While millions awoke to presents under the tree, Lisa Siegel spent her Christmas morning … well, perhaps it’s best to let her explain.
“It’s primarily, for want of a better word, it’s poop. It’s horse poop and cow poop,” Siegel said. “We’ve been cleaning up the pastures.”
Not that she’s complaining. She signed up for this, as one of the more than 300 JEWISHColorado volunteers scattered at 17 sites across the Denver area on Christmas.
“We do this so that the other people that celebrate other holidays can spend time with their families,” said Susan Chayet, a spokeswoman for the group. “It’s a way of giving back.”
Siegel and nine others spent Christmas morning at Zuma’s Rescue Ranch in Littleton, picking up what the animals left behind. Others lent a hand at hospitals, nursing homes and shelters as part of JEWISHColorado’s annual Christmas Mitzvah charity event.
“We tend to be home. So rather than just sit at home and eat Chinese food and go to the movies — we’ll be doing that later — but this way we can help the community,” Siegel said. “Our Christian friends, they want to be home with their families.”
Siegel and her group of volunteers were assigned to a horse rescue, founded by Paul and Jodi Messenich. They adopt horses that were abused, as well as some that belonged to families that simply couldn’t afford to keep them.
The rescue was named after their daughter’s late horse, Zuma, who was wild and hard to control when they adopted her.
“The trainers wouldn’t handle her. Everyone told me to put her
down, she was dangerous,” Jodi Messenich said. “And I wasn’t going to give up. When I take something into my home, it’s a family member.”
After a year and a half, Zuma came around; their daughter eventually was able to ride her at competitions.
Working with Zuma, Jodi said, “transformed a corporate, working family” into something else. When they got the ranch, they had planned to board show horses. But after Zuma died, they adopted seven rescues. And things snowballed from there. Today, the ranch is typically home to 40 horses at a time.
And it’s become much more than a haven for neglected animals. In 2008, the couple partnered with the University of Denver to provide animal-assisted therapy to at-risk kids with mental disorders. Now they see 20 to 30 kids a week.
“They have similar stories of abandonment and neglect and (post-traumatic stress disorder),” Jodi Messenich said. “The horses have been abused, the kids have been abused. So the kids really gravitate toward these horses.”
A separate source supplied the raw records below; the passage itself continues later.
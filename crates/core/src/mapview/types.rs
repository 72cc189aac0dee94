//! Map view data types.

use serde::{Deserialize, Serialize};

use crate::order::{GeoPoint, OrderInfo, OrderStatus};

/// Notice shown on the map overlay while an order is delayed.
pub const DELAY_NOTICE: &str =
    "We apologize for the delay. Your order is taking longer than expected.";

/// Coarse order status as shown on the tracking map.
#[derive(Debug, Clone, Copy, Serialize, Deserialize, PartialEq, Eq)]
#[serde(rename_all = "snake_case")]
pub enum MapStatus {
    Preparing,
    OutForDelivery,
    ArrivingSoon,
    Delivered,
    Delayed,
}

impl From<OrderStatus> for MapStatus {
    fn from(status: OrderStatus) -> Self {
        match status {
            OrderStatus::Confirmed | OrderStatus::Preparing => MapStatus::Preparing,
            OrderStatus::DriverAssigned | OrderStatus::OutForDelivery => MapStatus::OutForDelivery,
            OrderStatus::Arriving => MapStatus::ArrivingSoon,
            OrderStatus::Delivered => MapStatus::Delivered,
            OrderStatus::Delayed => MapStatus::Delayed,
        }
    }
}

impl std::fmt::Display for MapStatus {
    fn fmt(&self, f: &mut std::fmt::Formatter<'_>) -> std::fmt::Result {
        let label = match self {
            MapStatus::Preparing => "Preparing",
            MapStatus::OutForDelivery => "Out for Delivery",
            MapStatus::ArrivingSoon => "Arriving Soon",
            MapStatus::Delivered => "Delivered",
            MapStatus::Delayed => "Delayed",
        };
        f.write_str(label)
    }
}

/// Everything the map surface needs to render one order.
#[derive(Debug, Clone, Serialize, Deserialize, PartialEq)]
pub struct MapScene {
    pub order_id: String,
    pub status: MapStatus,
    /// Restaurant marker.
    pub restaurant: GeoPoint,
    /// Delivery destination marker.
    pub destination: GeoPoint,
    /// Courier marker; omitted unless the status warrants one.
    #[serde(default, skip_serializing_if = "Option::is_none")]
    pub driver: Option<GeoPoint>,
    /// Estimated delivery time, preformatted for display.
    pub eta: String,
    /// Delay notice; present only while the order is delayed.
    #[serde(default, skip_serializing_if = "Option::is_none")]
    pub delay_notice: Option<String>,
}

impl MapScene {
    /// Compose the scene for an order at the given status.
    ///
    /// The courier marker appears only when the order has a reported courier
    /// position and the status is one where that position is meaningful; in
    /// every other case the marker is simply omitted.
    pub fn compose(order: &OrderInfo, status: OrderStatus) -> Self {
        let map_status = MapStatus::from(status);

        let driver = if driver_marker_warranted(status) {
            order.driver_location.clone()
        } else {
            None
        };

        let delay_notice = if map_status == MapStatus::Delayed {
            Some(DELAY_NOTICE.to_string())
        } else {
            None
        };

        Self {
            order_id: order.id.clone(),
            status: map_status,
            restaurant: order.restaurant.location.clone(),
            destination: order.destination.clone(),
            driver,
            eta: order.eta.clone(),
            delay_notice,
        }
    }
}

/// Statuses during which the courier position is meaningful.
fn driver_marker_warranted(status: OrderStatus) -> bool {
    matches!(
        status,
        OrderStatus::DriverAssigned | OrderStatus::OutForDelivery | OrderStatus::Arriving
    )
}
Soon, they will add adults to their practice — veterans who suffer from PTSD. That’s a group that’s close to Jodi’s heart. Her father, a World War II and Korean War veteran, was thrown from a tank by a land mine on one tour of duty. His foot was blown off. His fellow soldiers were killed.
Back in the U.S., Jodi had to wake up her father with a broomstick; she was scared to get too close, because “he would deck you.”
“I think once you’ve seen it, it’s hard to look the other way,” Paul Messenich said.
With the kids, they use the horses to create stressful conditions in a safe environment. That’s something they believe they can replicate with veterans who suffer from similar mental disorders.
“It gives you an opportunity to give them skills to deal with it, when they’re actually experiencing an issue,” he said. Through therapy, they can connect synapses in the brain — help them learn how to cope with stress in a positive manner.
“It’s all made possible with groups like the group that’s out here today,” Jodi Messenich said. “If the community didn’t come in, support and volunteer and help offset my staffing costs, we could never do it.”